GOAL OF THE EXERCISE: For this exercise, reproduce the entries below exactly, but only from the line containing "pub fn from_minor(amount: i64)" through the line containing "greater than zero", both included.

-- Opening Marker --

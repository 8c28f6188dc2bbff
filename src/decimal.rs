use rust_decimal::Decimal;
use serde::{Deserialize, Serialize};
use std::fmt;
use std::iter::Sum;
use std::ops::{Add, AddAssign, Sub, SubAssign};
use std::str::FromStr;

/// Money type with 2 decimal places precision for currency amounts
#[derive(Debug, Clone, Copy, PartialEq, Eq, PartialOrd, Ord, Serialize, Deserialize, Default)]
pub struct Money(Decimal);

impl Money {
    pub const ZERO: Money = Money(Decimal::ZERO);

    /// create from decimal
    pub fn from_decimal(d: Decimal) -> Self {
        Money(d.round_dp(2))
    }

    /// create from string with exact parsing
    pub fn from_str_exact(s: &str) -> Result<Self, rust_decimal::Error> {
        Ok(Money(Decimal::from_str(s)?.round_dp(2)))
    }

    /// create from integer amount in major units (rupees, dollars, etc)
    pub fn from_major(amount: i64) -> Self {
        Money(Decimal::from(amount))
    }

    /// create from minor units (paisa, cents, etc)
    pub fn from_minor(amount: i64) -> Self {
        Money(Decimal::new(amount, 2))
    }

    /// get underlying decimal
    pub fn as_decimal(&self) -> Decimal {
        self.0
    }

    /// check if zero
    pub fn is_zero(&self) -> bool {
        self.0.is_zero()
    }

    /// check if strictly greater than zero
    pub fn is_positive(&self) -> bool {
        self.0 > Decimal::ZERO
    }

    /// check if strictly less than zero
    pub fn is_negative(&self) -> bool {
        self.0 < Decimal::ZERO
    }

    /// absolute value
    pub fn abs(&self) -> Self {
        Money(self.0.abs())
    }

    /// minimum of two values
    pub fn min(self, other: Self) -> Self {
        Money(self.0.min(other.0))
    }

    /// maximum of two values
    pub fn max(self, other: Self) -> Self {
        Money(self.0.max(other.0))
    }
}

impl fmt::Display for Money {
    fn fmt(&self, f: &mut fmt::Formatter<'_>) -> fmt::Result {
        write!(f, "{}", self.0)
    }
}

impl FromStr for Money {
    type Err = rust_decimal::Error;

    fn from_str(s: &str) -> Result<Self, Self::Err> {
        Money::from_str_exact(s)
    }
}

impl From<Decimal> for Money {
    fn from(d: Decimal) -> Self {
        Money::from_decimal(d)
    }
}

impl From<i32> for Money {
    fn from(i: i32) -> Self {
        Money::from_major(i as i64)
    }
}

impl From<u32> for Money {
    fn from(i: u32) -> Self {
        Money::from_major(i as i64)
    }
}

impl Add for Money {
    type Output = Money;

    fn add(self, other: Money) -> Money {
        Money((self.0 + other.0).round_dp(2))
    }
}

impl AddAssign for Money {
    fn add_assign(&mut self, other: Money) {
        self.0 = (self.0 + other.0).round_dp(2);
    }
}

impl Sub for Money {
    type Output = Money;

    fn sub(self, other: Money) -> Money {
        Money((self.0 - other.0).round_dp(2))
    }
}

impl SubAssign for Money {
    fn sub_assign(&mut self, other: Money) {
        self.0 = (self.0 - other.0).round_dp(2);
    }
}

impl Sum for Money {
    fn sum<I: Iterator<Item = Money>>(iter: I) -> Money {
        iter.fold(Money::ZERO, |acc, m| acc + m)
    }
}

-- Closing Marker --

SOLUTION BELOW:
    pub fn from_minor(amount: i64) -> Self {
        Money(Decimal::new(amount, 2))
    }

    /// get underlying decimal
    pub fn as_decimal(&self) -> Decimal {
        self.0
    }

    /// check if zero
    pub fn is_zero(&self) -> bool {
        self.0.is_zero()
    }

    /// check if strictly greater than zero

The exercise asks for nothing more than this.